Porém, em que momento nosso curso pára no 18 de maio, (dia da luta antimanicomial) para debater saúde mental? Por que não temos acesso facilitado (seja por informações ou por subsídios materiais por parte do curso) para visitarmos os CAPS? Por que tantas poucas vagas nos PET's? Qual nossa relação com os outros estudantes das áreas da Saúde? Existe alguma pós-graduação em nosso curso relacionada a Saúde Pública ou Saúde Mental? Quando ao decorrer da graduação nos deparamos com a “loucura” sem ser por iniciativas individuais ou, com sorte, nos estágios obrigatórios? Quando em nossa graduação podemos sentar com familiares e usuários para discutir o SUS? Estamos, realmente, trabalhando para superação de uma lógica ou maneira reducionista de se enxergar o homem ou apenas transmitindo informações mas pecando na prática e na efetivação concreta desta transformação?
O movimento entende que a reforma deve acontecer na prática e não apenas na teoria. Ainda que a Psicologia na UFSC tenha conseguido avanços nesta questão (graças ao Pró-Saúde) ainda é necessário mais que 2 cadeiras obrigatórias. É preciso avançar na prática, inserir o estudante no cotidiano da reforma psiquiátrica (este raciocínio aplica-se a todas outras áreas que nossa profissão engloba), visitando postos de saúde, hospitais e a rede como um todo.
E agora, José?
Acreditamos na capacidade do estudante de formular e propor maneiras de se reconfigurar a universidade e o seu funcionamento. Para isso existem entidades como o Centro Acadêmico Livre de Psicologia e muitas outras, como um espaço de fomentação e formação de perspectivas para nossa graduação e a universidade. O estudante que estiver interesse em organizar-se em torno da saúde e sua relação com nossa graduação está convidado a participar junto com tantos outros dessa construção. O CALPSI portanto convida os estudantes a participarem destes espaços:
- Do coletivo Pira! Que organiza a luta antimanicomial dentro da universidade e discute temas relacionados à nossa formação e à saúde pública, bem como elabora atividades que possam trazer este debate à universidade. As reuniões acontecem nas segundas-feiras as 18:30 até as 20:30 na sala 302 do CFH.

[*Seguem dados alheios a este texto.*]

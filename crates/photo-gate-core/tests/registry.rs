// crates/photo-gate-core/tests/registry.rs
// ============================================================================
// Module: Registry Tests
// Description: Discovery validation, exclusion, and category bucketing.
// Purpose: Ensure malformed checks are excluded without aborting discovery
//          and fatal conditions stay fatal.
// ============================================================================

//! Registry discovery tests.

#![allow(
    clippy::panic,
    clippy::unwrap_used,
    clippy::expect_used,
    clippy::use_debug,
    reason = "Test-only assertions and helpers are permitted."
)]

use std::collections::BTreeSet;
use std::sync::Arc;

use async_trait::async_trait;
use photo_gate_core::Check;
use photo_gate_core::CheckCategory;
use photo_gate_core::CheckDescriptor;
use photo_gate_core::CheckError;
use photo_gate_core::CheckEval;
use photo_gate_core::CheckName;
use photo_gate_core::DiscoveryError;
use photo_gate_core::EvalInput;
use photo_gate_core::ParameterKind;
use photo_gate_core::ParameterSpec;
use photo_gate_core::ParameterValue;
use photo_gate_core::Registry;

// ============================================================================
// SECTION: Test Fixtures
// ============================================================================

/// Minimal check with a configurable descriptor.
struct FixtureCheck {
    descriptor: CheckDescriptor,
}

impl FixtureCheck {
    fn named(name: &str, category: CheckCategory) -> Self {
        Self {
            descriptor: CheckDescriptor {
                name: CheckName::new(name),
                display_name: name.to_string(),
                description: "fixture".to_string(),
                category,
                version: "1.0.0".to_string(),
                author: "tests".to_string(),
                parameters: Vec::new(),
                dependencies: BTreeSet::new(),
                enabled_by_default: true,
                time_limit_secs: None,
            },
        }
    }

    fn with_parameters(mut self, parameters: Vec<ParameterSpec>) -> Self {
        self.descriptor.parameters = parameters;
        self
    }
}

#[async_trait]
impl Check for FixtureCheck {
    fn describe(&self) -> CheckDescriptor {
        self.descriptor.clone()
    }

    async fn evaluate(&self, _input: &EvalInput<'_>) -> Result<CheckEval, CheckError> {
        Ok(CheckEval::passed(serde_json::Value::Null))
    }
}

/// Parameter spec whose default breaks its own bounds.
fn broken_parameter() -> ParameterSpec {
    ParameterSpec {
        name: "threshold".to_string(),
        kind: ParameterKind::Int,
        default: Some(ParameterValue::Int(500)),
        min: Some(0.0),
        max: Some(100.0),
        choices: None,
        required: true,
        description: "default outside bounds".to_string(),
    }
}

/// Boxes fixtures into discovery sources.
fn sources(checks: Vec<FixtureCheck>) -> Vec<Arc<dyn Check>> {
    checks.into_iter().map(|check| Arc::new(check) as Arc<dyn Check>).collect()
}

// ============================================================================
// SECTION: Tests
// ============================================================================

#[test]
fn duplicate_name_is_fatal() {
    let error = Registry::discover(sources(vec![
        FixtureCheck::named("twin", CheckCategory::Face),
        FixtureCheck::named("twin", CheckCategory::Background),
    ]))
    .unwrap_err();
    assert!(matches!(error, DiscoveryError::DuplicateName(name) if name.as_str() == "twin"));
}

#[test]
fn empty_result_set_is_fatal() {
    let error = Registry::discover(Vec::new()).unwrap_err();
    assert!(matches!(error, DiscoveryError::Empty));
}

#[test]
fn malformed_descriptor_excludes_only_that_check() {
    let report = Registry::discover(sources(vec![
        FixtureCheck::named("good", CheckCategory::Face),
        FixtureCheck::named("bad", CheckCategory::ImageQuality)
            .with_parameters(vec![broken_parameter()]),
    ]))
    .unwrap();

    assert_eq!(report.registry.len(), 1);
    assert!(report.registry.get(&CheckName::new("good")).is_some());
    assert_eq!(report.rejected.len(), 1);
    assert_eq!(report.rejected[0].name.as_str(), "bad");
}

#[test]
fn all_malformed_empties_the_registry_and_is_fatal() {
    let error = Registry::discover(sources(vec![
        FixtureCheck::named("bad", CheckCategory::Face).with_parameters(vec![broken_parameter()]),
    ]))
    .unwrap_err();
    assert!(matches!(error, DiscoveryError::Empty));
}

#[test]
fn category_buckets_partition_the_registry() {
    let report = Registry::discover(sources(vec![
        FixtureCheck::named("face_a", CheckCategory::Face),
        FixtureCheck::named("face_b", CheckCategory::Face),
        FixtureCheck::named("quality_a", CheckCategory::ImageQuality),
        FixtureCheck::named("backdrop_a", CheckCategory::Background),
    ]))
    .unwrap();

    let buckets = report.registry.by_category();
    let bucketed: usize = buckets.values().map(Vec::len).sum();
    assert_eq!(bucketed, report.registry.len());
    assert_eq!(buckets[&CheckCategory::Face].len(), 2);
    assert_eq!(buckets[&CheckCategory::ImageQuality].len(), 1);
    assert_eq!(buckets[&CheckCategory::Background].len(), 1);
}

#[test]
fn discovery_order_is_preserved() {
    let report = Registry::discover(sources(vec![
        FixtureCheck::named("zeta", CheckCategory::Face),
        FixtureCheck::named("alpha", CheckCategory::Face),
    ]))
    .unwrap();
    let names: Vec<&str> = report.registry.names().iter().map(CheckName::as_str).collect();
    assert_eq!(names, vec!["zeta", "alpha"]);
}
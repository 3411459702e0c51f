// photo-gate-checks/src/face/mod.rs
// ============================================================================
// Module: Face Checks
// Description: Face presence, geometry, and accessory checks.
// Purpose: Group the checks consuming detector-produced face regions.
// Dependencies: crate submodules
// ============================================================================

//! Face-family checks. All of them read face regions through the shared
//! context, so whichever runs first triggers the single detector invocation.

// ============================================================================
// SECTION: Submodules
// ============================================================================

pub mod accessories;
pub mod count;
pub mod pose;
pub mod position;

// ============================================================================
// SECTION: Re-Exports
// ============================================================================

pub use accessories::AccessoriesCheck;
pub use count::FaceCountCheck;
pub use pose::FacePoseCheck;
pub use position::FacePositionCheck;
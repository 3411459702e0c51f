// photo-gate-core/src/runtime/admission.rs
// ============================================================================
// Module: Admission Pool
// Description: Fixed-size slot pool bounding concurrent image validations.
// Purpose: Enforce the system-level max_concurrent limit at the caller boundary.
// Dependencies: tokio, tracing
// ============================================================================

//! ## Overview
//! Callers acquire an admission slot before invoking the runner and release
//! it (by dropping the permit) on completion. Acquisition suspends the
//! caller; the runner itself never queues requests internally. This bounds
//! concurrent *images*; the per-image check fan-out is bounded separately by
//! the runner's worker budget.

// ============================================================================
// SECTION: Imports
// ============================================================================

use std::sync::Arc;

use tokio::sync::OwnedSemaphorePermit;
use tokio::sync::Semaphore;
use tracing::debug;

// ============================================================================
// SECTION: Admission Pool
// ============================================================================

/// Fixed-size pool of validation slots.
#[derive(Clone)]
pub struct AdmissionPool {
    /// Slot semaphore shared by all callers.
    slots: Arc<Semaphore>,
    /// Configured slot count.
    capacity: usize,
}

impl AdmissionPool {
    /// Creates a pool with `max_concurrent` slots.
    ///
    /// A zero capacity is clamped to one slot; a pool that can never admit
    /// would deadlock every caller.
    #[must_use]
    pub fn new(max_concurrent: usize) -> Self {
        let capacity = max_concurrent.max(1);
        Self {
            slots: Arc::new(Semaphore::new(capacity)),
            capacity,
        }
    }

    /// Acquires one validation slot, suspending until one frees.
    ///
    /// The slot is released when the returned permit drops.
    pub async fn acquire(&self) -> AdmissionPermit {
        // Semaphore::acquire_owned only errors after close(), which this
        // pool never calls.
        let permit = Arc::clone(&self.slots).acquire_owned().await;
        debug!(available = self.slots.available_permits(), "admission slot acquired");
        AdmissionPermit {
            _permit: permit.ok(),
        }
    }

    /// Currently free slots.
    #[must_use]
    pub fn available(&self) -> usize {
        self.slots.available_permits()
    }

    /// Configured slot count.
    #[must_use]
    pub const fn capacity(&self) -> usize {
        self.capacity
    }
}

/// Held validation slot; dropping it releases the slot.
pub struct AdmissionPermit {
    /// Underlying semaphore permit.
    _permit: Option<OwnedSemaphorePermit>,
}
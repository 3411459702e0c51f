// photo-gate-core/src/core/image.rs
// ============================================================================
// Module: Raster and Face Models
// Description: Decoded image raster and detector-produced face geometry.
// Purpose: Define the image contract supplied by the upload collaborator.
// Dependencies: serde, thiserror
// ============================================================================

//! ## Overview
//! The validation engine consumes a decoded, bounds-checked RGB raster; it
//! never parses container formats. Face geometry is produced by a
//! [`FaceDetector`](crate::interfaces::FaceDetector) collaborator and cached
//! in the shared context for every check that declares the dependency.

// ============================================================================
// SECTION: Imports
// ============================================================================

use serde::Deserialize;
use serde::Serialize;
use thiserror::Error;

// ============================================================================
// SECTION: Raster
// ============================================================================

/// Decoded 8-bit RGB raster plus upload metadata.
#[derive(Debug, Clone, PartialEq, Eq)]
pub struct PhotoRaster {
    /// Width in pixels.
    width: u32,
    /// Height in pixels.
    height: u32,
    /// Interleaved RGB bytes, row-major, length `width * height * 3`.
    pixels: Vec<u8>,
    /// Size of the original upload in bytes.
    byte_size: u64,
}

impl PhotoRaster {
    /// Wraps a decoded RGB buffer.
    ///
    /// # Errors
    ///
    /// Returns [`RasterError`] when dimensions are zero or the buffer length
    /// does not match `width * height * 3`.
    pub fn new(
        width: u32,
        height: u32,
        pixels: Vec<u8>,
        byte_size: u64,
    ) -> Result<Self, RasterError> {
        if width == 0 || height == 0 {
            return Err(RasterError::EmptyDimensions {
                width,
                height,
            });
        }
        let expected = (width as usize) * (height as usize) * 3;
        if pixels.len() != expected {
            return Err(RasterError::BufferMismatch {
                expected,
                actual: pixels.len(),
            });
        }
        Ok(Self {
            width,
            height,
            pixels,
            byte_size,
        })
    }

    /// Width in pixels.
    #[must_use]
    pub const fn width(&self) -> u32 {
        self.width
    }

    /// Height in pixels.
    #[must_use]
    pub const fn height(&self) -> u32 {
        self.height
    }

    /// Size of the original upload in bytes.
    #[must_use]
    pub const fn byte_size(&self) -> u64 {
        self.byte_size
    }

    /// Total pixel count.
    #[must_use]
    pub const fn pixel_count(&self) -> usize {
        (self.width as usize) * (self.height as usize)
    }

    /// Interleaved RGB bytes.
    #[must_use]
    pub fn pixels(&self) -> &[u8] {
        &self.pixels
    }

    /// Returns the RGB triple at `(x, y)`, when in bounds.
    #[must_use]
    pub fn rgb(&self, x: u32, y: u32) -> Option<[u8; 3]> {
        if x >= self.width || y >= self.height {
            return None;
        }
        let offset = ((y as usize) * (self.width as usize) + (x as usize)) * 3;
        Some([self.pixels[offset], self.pixels[offset + 1], self.pixels[offset + 2]])
    }

    /// Computes the Rec. 601 luminance plane, row-major, one byte per pixel.
    #[must_use]
    pub fn luminance_plane(&self) -> Vec<u8> {
        self.pixels
            .chunks_exact(3)
            .map(|rgb| {
                let luma = 299 * u32::from(rgb[0]) + 587 * u32::from(rgb[1]) + 114 * u32::from(rgb[2]);
                u8::try_from(luma / 1000).unwrap_or(u8::MAX)
            })
            .collect()
    }
}

/// Raster construction errors.
#[derive(Debug, Clone, PartialEq, Eq, Error)]
pub enum RasterError {
    /// Width or height is zero.
    #[error("raster dimensions must be non-zero, got {width}x{height}")]
    EmptyDimensions {
        /// Supplied width.
        width: u32,
        /// Supplied height.
        height: u32,
    },
    /// Buffer length disagrees with the dimensions.
    #[error("raster buffer length mismatch: expected {expected} bytes, got {actual}")]
    BufferMismatch {
        /// Expected byte length.
        expected: usize,
        /// Actual byte length.
        actual: usize,
    },
}

// ============================================================================
// SECTION: Face Geometry
// ============================================================================

/// Axis-aligned bounding box in pixel coordinates.
#[derive(Debug, Clone, Copy, PartialEq, Serialize, Deserialize)]
pub struct BoundingBox {
    /// Left edge.
    pub x: f32,
    /// Top edge.
    pub y: f32,
    /// Box width.
    pub width: f32,
    /// Box height.
    pub height: f32,
}

impl BoundingBox {
    /// Box area in square pixels.
    #[must_use]
    pub fn area(&self) -> f32 {
        self.width * self.height
    }

    /// Horizontal center.
    #[must_use]
    pub fn center_x(&self) -> f32 {
        self.width.mul_add(0.5, self.x)
    }

    /// Vertical center.
    #[must_use]
    pub fn center_y(&self) -> f32 {
        self.height.mul_add(0.5, self.y)
    }
}

/// A single landmark point in pixel coordinates.
#[derive(Debug, Clone, Copy, PartialEq, Serialize, Deserialize)]
pub struct LandmarkPoint {
    /// Horizontal coordinate.
    pub x: f32,
    /// Vertical coordinate.
    pub y: f32,
}

/// Index range of the left eye in a 68-point landmark set.
pub const LEFT_EYE_LANDMARKS: std::ops::Range<usize> = 36..42;

/// Index range of the right eye in a 68-point landmark set.
pub const RIGHT_EYE_LANDMARKS: std::ops::Range<usize> = 42..48;

/// Number of points in a full landmark set.
pub const LANDMARK_COUNT: usize = 68;

/// One detected face with optional landmark geometry.
#[derive(Debug, Clone, PartialEq, Serialize, Deserialize)]
pub struct FaceRegion {
    /// Face bounding box.
    pub bbox: BoundingBox,
    /// Detector confidence in `0.0..=1.0`.
    pub confidence: f32,
    /// Estimated head pose angles in degrees, when available.
    #[serde(default, skip_serializing_if = "Option::is_none")]
    pub pose: Option<PoseAngles>,
    /// 68-point landmark set, when the detector produces one.
    #[serde(default, skip_serializing_if = "Option::is_none")]
    pub landmarks: Option<Vec<LandmarkPoint>>,
}

impl FaceRegion {
    /// Returns the landmark set when it is complete.
    #[must_use]
    pub fn full_landmarks(&self) -> Option<&[LandmarkPoint]> {
        self.landmarks.as_deref().filter(|points| points.len() >= LANDMARK_COUNT)
    }
}

/// Head pose angles in degrees.
#[derive(Debug, Clone, Copy, PartialEq, Serialize, Deserialize)]
pub struct PoseAngles {
    /// Left/right rotation.
    pub yaw: f32,
    /// Up/down tilt.
    pub pitch: f32,
    /// In-plane rotation.
    pub roll: f32,
}
// photo-gate-core/src/core/descriptor.rs
// ============================================================================
// Module: Check Descriptors
// Description: Static self-description of a check implementation.
// Purpose: Provide immutable metadata for discovery, configuration, and display.
// Dependencies: serde, thiserror, crate::core::{identifiers, params}
// ============================================================================

//! ## Overview
//! A [`CheckDescriptor`] is produced once per check at discovery time and is
//! immutable for the process lifetime. It names the check, buckets it into a
//! category, declares its parameter schemas and shared-context dependencies,
//! and carries the default-enabled flag that seeds derived configurations.

// ============================================================================
// SECTION: Imports
// ============================================================================

use std::collections::BTreeSet;
use std::fmt;

use serde::Deserialize;
use serde::Serialize;
use thiserror::Error;

use crate::core::identifiers::CapabilityTag;
use crate::core::identifiers::CheckName;
use crate::core::params::ParameterSpec;
use crate::core::params::ParameterSpecError;

// ============================================================================
// SECTION: Categories
// ============================================================================

/// Category bucket for a check.
///
/// The set is fixed but extensible: adding a family means adding a variant,
/// not widening a stringly-typed namespace.
#[derive(Debug, Clone, Copy, PartialEq, Eq, PartialOrd, Ord, Hash, Serialize, Deserialize)]
#[serde(rename_all = "snake_case")]
pub enum CheckCategory {
    /// Face geometry and presence checks.
    Face,
    /// Photographic quality checks.
    ImageQuality,
    /// Background content checks.
    Background,
}

impl CheckCategory {
    /// All known categories, in display order.
    pub const ALL: [Self; 3] = [Self::Face, Self::ImageQuality, Self::Background];
}

impl fmt::Display for CheckCategory {
    fn fmt(&self, f: &mut fmt::Formatter<'_>) -> fmt::Result {
        let label = match self {
            Self::Face => "face",
            Self::ImageQuality => "image_quality",
            Self::Background => "background",
        };
        f.write_str(label)
    }
}

// ============================================================================
// SECTION: Check Descriptor
// ============================================================================

/// Static metadata for one check implementation.
#[derive(Debug, Clone, PartialEq, Serialize, Deserialize)]
pub struct CheckDescriptor {
    /// Globally unique, stable check identifier.
    pub name: CheckName,
    /// Human-readable display name.
    pub display_name: String,
    /// Human-readable description.
    pub description: String,
    /// Category bucket.
    pub category: CheckCategory,
    /// Semantic version of the implementation.
    pub version: String,
    /// Implementation author.
    pub author: String,
    /// Ordered parameter schemas.
    pub parameters: Vec<ParameterSpec>,
    /// Shared-context capabilities this check reads through.
    #[serde(default)]
    pub dependencies: BTreeSet<CapabilityTag>,
    /// Whether derived default configurations enable this check.
    pub enabled_by_default: bool,
    /// Check-declared execution ceiling, when stricter than the system one.
    #[serde(default, skip_serializing_if = "Option::is_none")]
    pub time_limit_secs: Option<f64>,
}

impl CheckDescriptor {
    /// Validates the descriptor for registration.
    ///
    /// # Errors
    ///
    /// Returns [`DescriptorError`] when identity fields are empty, parameter
    /// names collide, a parameter schema is inconsistent, or the declared
    /// time limit is not positive.
    pub fn validate(&self) -> Result<(), DescriptorError> {
        if self.name.as_str().trim().is_empty() {
            return Err(DescriptorError::EmptyName);
        }
        if self.version.trim().is_empty() {
            return Err(DescriptorError::EmptyVersion {
                check: self.name.clone(),
            });
        }
        for (index, spec) in self.parameters.iter().enumerate() {
            if self.parameters.iter().skip(index + 1).any(|other| other.name == spec.name) {
                return Err(DescriptorError::DuplicateParameter {
                    check: self.name.clone(),
                    parameter: spec.name.clone(),
                });
            }
            spec.validate().map_err(|source| DescriptorError::Parameter {
                check: self.name.clone(),
                source,
            })?;
        }
        if let Some(limit) = self.time_limit_secs
            && limit <= 0.0
        {
            return Err(DescriptorError::NonPositiveTimeLimit {
                check: self.name.clone(),
            });
        }
        Ok(())
    }

    /// Returns the parameter spec with the given name, when declared.
    #[must_use]
    pub fn parameter(&self, name: &str) -> Option<&ParameterSpec> {
        self.parameters.iter().find(|spec| spec.name == name)
    }
}

// ============================================================================
// SECTION: Errors
// ============================================================================

/// Descriptor validation errors surfaced at discovery time.
#[derive(Debug, Clone, PartialEq, Error)]
pub enum DescriptorError {
    /// Check name is empty.
    #[error("check name must not be empty")]
    EmptyName,
    /// Version string is empty.
    #[error("check {check} declares an empty version")]
    EmptyVersion {
        /// Offending check.
        check: CheckName,
    },
    /// Two parameters share a name.
    #[error("check {check} declares parameter {parameter} more than once")]
    DuplicateParameter {
        /// Offending check.
        check: CheckName,
        /// Colliding parameter name.
        parameter: String,
    },
    /// A parameter schema is inconsistent.
    #[error("check {check} has an invalid parameter: {source}")]
    Parameter {
        /// Offending check.
        check: CheckName,
        /// Underlying schema error.
        source: ParameterSpecError,
    },
    /// Declared time limit is zero or negative.
    #[error("check {check} declares a non-positive time limit")]
    NonPositiveTimeLimit {
        /// Offending check.
        check: CheckName,
    },
}
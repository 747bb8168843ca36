//! Signature patterns and their types.

use super::{ComponentId, SignatureId};
use serde::{Deserialize, Serialize};
use std::fmt;

/// Kind of program artifact a signature pattern was taken from.
///
/// The store persists these as integer codes 1..=4.
#[derive(Debug, Clone, Copy, PartialEq, Eq, Hash, Serialize, Deserialize)]
#[serde(rename_all = "lowercase")]
pub enum SignatureType {
    String,
    Function,
    Constant,
    /// Compound or prefix pattern
    Pattern,
}

impl SignatureType {
    /// All types, highest tie-break priority first.
    pub const BY_PRIORITY: [Self; 4] = [Self::String, Self::Function, Self::Constant, Self::Pattern];

    /// Integer code used by the SQLite store.
    #[must_use]
    pub const fn code(self) -> i64 {
        match self {
            Self::String => 1,
            Self::Function => 2,
            Self::Constant => 3,
            Self::Pattern => 4,
        }
    }

    #[must_use]
    pub const fn from_code(code: i64) -> Option<Self> {
        match code {
            1 => Some(Self::String),
            2 => Some(Self::Function),
            3 => Some(Self::Constant),
            4 => Some(Self::Pattern),
            _ => None,
        }
    }

    /// Map a document `type` label onto a signature type.
    ///
    /// Documents use labels such as `string_pattern`, `function_pattern` or
    /// `prefix_pattern`. Anything that names neither a string, a function nor
    /// a constant is treated as a compound pattern.
    pub fn from_label(label: &str) -> Self {
        let label = label.trim().to_ascii_lowercase();
        if label.starts_with("function") || label == "func" || label == "symbol_function" {
            Self::Function
        } else if label.starts_with("constant") || label == "const" {
            Self::Constant
        } else if label.starts_with("string") || label == "symbol" || label.is_empty() {
            Self::String
        } else {
            Self::Pattern
        }
    }

    /// Tie-break rank; lower wins.
    #[must_use]
    pub const fn priority(self) -> u8 {
        match self {
            Self::String => 0,
            Self::Function => 1,
            Self::Constant => 2,
            Self::Pattern => 3,
        }
    }

    #[must_use]
    pub const fn as_str(self) -> &'static str {
        match self {
            Self::String => "string",
            Self::Function => "function",
            Self::Constant => "constant",
            Self::Pattern => "pattern",
        }
    }
}

impl fmt::Display for SignatureType {
    fn fmt(&self, f: &mut fmt::Formatter<'_>) -> fmt::Result {
        f.write_str(self.as_str())
    }
}

/// Clamp a confidence value into `[0, 1]`, mapping NaN to 0.
#[must_use]
pub fn clamp_confidence(value: f64) -> f64 {
    if value.is_nan() {
        0.0
    } else {
        value.clamp(0.0, 1.0)
    }
}

/// A text pattern indicating the presence of one component.
#[derive(Debug, Clone, PartialEq, Serialize, Deserialize)]
pub struct Signature {
    pub id: SignatureId,
    pub component_id: ComponentId,
    pub pattern: String,
    pub sig_type: SignatureType,
    /// Weight in `[0, 1]`
    pub confidence: f64,
    /// Stored MinHash values over the pattern's character trigrams
    #[serde(default, skip_serializing_if = "Option::is_none")]
    pub fuzzy_sketch: Option<Vec<u64>>,
}

impl Signature {
    /// Create a signature. The confidence is clamped into `[0, 1]`.
    pub fn new(
        id: impl Into<SignatureId>,
        component_id: impl Into<ComponentId>,
        pattern: impl Into<String>,
        sig_type: SignatureType,
        confidence: f64,
    ) -> Self {
        Self {
            id: id.into(),
            component_id: component_id.into(),
            pattern: pattern.into(),
            sig_type,
            confidence: clamp_confidence(confidence),
            fuzzy_sketch: None,
        }
    }

    #[must_use]
    pub fn with_sketch(mut self, sketch: Vec<u64>) -> Self {
        self.fuzzy_sketch = Some(sketch);
        self
    }
}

- Participarem dos Centros Acadêmicos da Saúde (CASA) do qual o CALPSI faz parte. O CASA é composto por outros centros acadêmicos dos cursos da saúde e tem a intenção de debater e realizar atividades relacionadas a integração e discussão de saúde entre os cursos como por exemeplo as Jornadas da Saúde, Cervejada da Saúde, Acolhimento integrado dos calouros, entre outras... A participação está aberta via CALPSI, basta aparecer nas reuniões Gerais.